**Work instructions:** The lines from the start of the data through the line containing "use uuid::Uuid;" are to be reproduced exactly, both ends included.

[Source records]

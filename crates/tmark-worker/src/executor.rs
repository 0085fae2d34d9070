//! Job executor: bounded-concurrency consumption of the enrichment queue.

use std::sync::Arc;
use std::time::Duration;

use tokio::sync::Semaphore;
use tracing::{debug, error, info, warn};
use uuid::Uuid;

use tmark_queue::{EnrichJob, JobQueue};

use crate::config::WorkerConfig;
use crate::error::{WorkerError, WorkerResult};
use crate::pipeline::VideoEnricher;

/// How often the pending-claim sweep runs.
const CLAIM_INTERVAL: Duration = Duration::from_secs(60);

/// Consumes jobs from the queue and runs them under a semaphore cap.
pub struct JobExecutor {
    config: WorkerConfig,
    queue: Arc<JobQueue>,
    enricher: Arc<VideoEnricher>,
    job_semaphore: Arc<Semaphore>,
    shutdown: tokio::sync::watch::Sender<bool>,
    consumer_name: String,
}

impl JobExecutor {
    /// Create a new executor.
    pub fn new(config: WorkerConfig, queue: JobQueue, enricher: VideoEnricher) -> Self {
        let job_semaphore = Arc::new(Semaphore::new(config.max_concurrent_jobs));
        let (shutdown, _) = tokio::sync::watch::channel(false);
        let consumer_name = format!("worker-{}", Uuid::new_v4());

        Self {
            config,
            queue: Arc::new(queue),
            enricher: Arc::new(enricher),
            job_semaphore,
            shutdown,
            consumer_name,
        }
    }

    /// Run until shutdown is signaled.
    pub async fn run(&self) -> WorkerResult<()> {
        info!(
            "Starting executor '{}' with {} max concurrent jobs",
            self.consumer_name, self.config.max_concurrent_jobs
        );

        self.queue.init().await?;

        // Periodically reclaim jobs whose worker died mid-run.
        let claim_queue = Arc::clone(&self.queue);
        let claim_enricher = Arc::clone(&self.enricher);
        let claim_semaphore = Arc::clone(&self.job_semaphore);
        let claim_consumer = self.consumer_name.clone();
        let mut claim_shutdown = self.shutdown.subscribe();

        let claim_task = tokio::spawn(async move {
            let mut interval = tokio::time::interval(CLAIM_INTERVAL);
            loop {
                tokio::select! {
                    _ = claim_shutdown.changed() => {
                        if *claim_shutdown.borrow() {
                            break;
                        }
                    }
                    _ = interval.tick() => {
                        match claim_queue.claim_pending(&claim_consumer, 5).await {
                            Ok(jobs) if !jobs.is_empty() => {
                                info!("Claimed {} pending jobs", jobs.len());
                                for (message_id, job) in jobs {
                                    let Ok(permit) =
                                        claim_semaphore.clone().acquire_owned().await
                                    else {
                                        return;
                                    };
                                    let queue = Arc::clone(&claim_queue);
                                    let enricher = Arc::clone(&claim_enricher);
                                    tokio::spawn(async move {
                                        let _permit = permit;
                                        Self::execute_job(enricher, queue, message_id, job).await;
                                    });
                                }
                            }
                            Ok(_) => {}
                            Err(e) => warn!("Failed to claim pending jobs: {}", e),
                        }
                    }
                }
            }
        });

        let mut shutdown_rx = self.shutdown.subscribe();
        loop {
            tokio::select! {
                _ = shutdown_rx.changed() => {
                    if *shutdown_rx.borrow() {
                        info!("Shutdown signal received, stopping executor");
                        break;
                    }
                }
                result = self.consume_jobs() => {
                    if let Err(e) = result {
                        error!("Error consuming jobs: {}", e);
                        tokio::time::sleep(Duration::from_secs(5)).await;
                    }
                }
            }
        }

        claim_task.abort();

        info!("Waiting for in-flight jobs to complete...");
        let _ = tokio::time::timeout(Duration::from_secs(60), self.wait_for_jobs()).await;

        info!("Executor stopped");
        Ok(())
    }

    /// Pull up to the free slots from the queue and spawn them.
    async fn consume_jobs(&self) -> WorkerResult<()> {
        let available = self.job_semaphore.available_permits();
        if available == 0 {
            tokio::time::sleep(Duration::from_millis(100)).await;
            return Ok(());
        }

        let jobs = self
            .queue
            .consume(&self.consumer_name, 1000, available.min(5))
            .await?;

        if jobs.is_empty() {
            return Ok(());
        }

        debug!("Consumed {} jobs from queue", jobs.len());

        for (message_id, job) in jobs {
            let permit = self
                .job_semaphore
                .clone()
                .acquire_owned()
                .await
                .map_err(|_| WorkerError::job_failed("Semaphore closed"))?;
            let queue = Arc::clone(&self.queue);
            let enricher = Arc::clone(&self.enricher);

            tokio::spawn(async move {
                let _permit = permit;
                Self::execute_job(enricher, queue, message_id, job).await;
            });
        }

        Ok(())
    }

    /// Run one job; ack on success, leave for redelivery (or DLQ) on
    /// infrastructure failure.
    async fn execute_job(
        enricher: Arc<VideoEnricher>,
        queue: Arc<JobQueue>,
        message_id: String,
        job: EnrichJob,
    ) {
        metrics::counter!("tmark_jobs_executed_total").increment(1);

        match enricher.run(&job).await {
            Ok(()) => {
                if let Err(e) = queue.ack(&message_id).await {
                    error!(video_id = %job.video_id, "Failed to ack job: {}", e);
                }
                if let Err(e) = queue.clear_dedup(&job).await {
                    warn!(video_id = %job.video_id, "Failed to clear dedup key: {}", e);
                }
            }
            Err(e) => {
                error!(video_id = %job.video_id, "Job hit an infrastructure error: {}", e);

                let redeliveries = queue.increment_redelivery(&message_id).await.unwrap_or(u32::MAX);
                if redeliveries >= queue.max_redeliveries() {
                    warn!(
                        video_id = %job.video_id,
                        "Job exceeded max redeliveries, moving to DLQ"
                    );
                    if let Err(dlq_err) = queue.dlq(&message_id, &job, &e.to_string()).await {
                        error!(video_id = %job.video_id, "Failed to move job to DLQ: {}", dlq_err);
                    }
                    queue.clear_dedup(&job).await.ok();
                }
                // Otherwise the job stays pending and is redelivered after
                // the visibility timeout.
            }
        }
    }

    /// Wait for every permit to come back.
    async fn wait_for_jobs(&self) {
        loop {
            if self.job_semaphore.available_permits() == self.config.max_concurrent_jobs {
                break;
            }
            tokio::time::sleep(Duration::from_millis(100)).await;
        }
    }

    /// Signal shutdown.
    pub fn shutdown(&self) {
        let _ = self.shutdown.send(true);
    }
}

**Response for this exercise:**
filename crates/tmark-worker/src/executor.rs
repository 0085fae2d34d9070
//! Job executor: bounded-concurrency consumption of the enrichment queue.

use std::sync::Arc;
use std::time::Duration;

use tokio::sync::Semaphore;
use tracing::{debug, error, info, warn};
use uuid::Uuid;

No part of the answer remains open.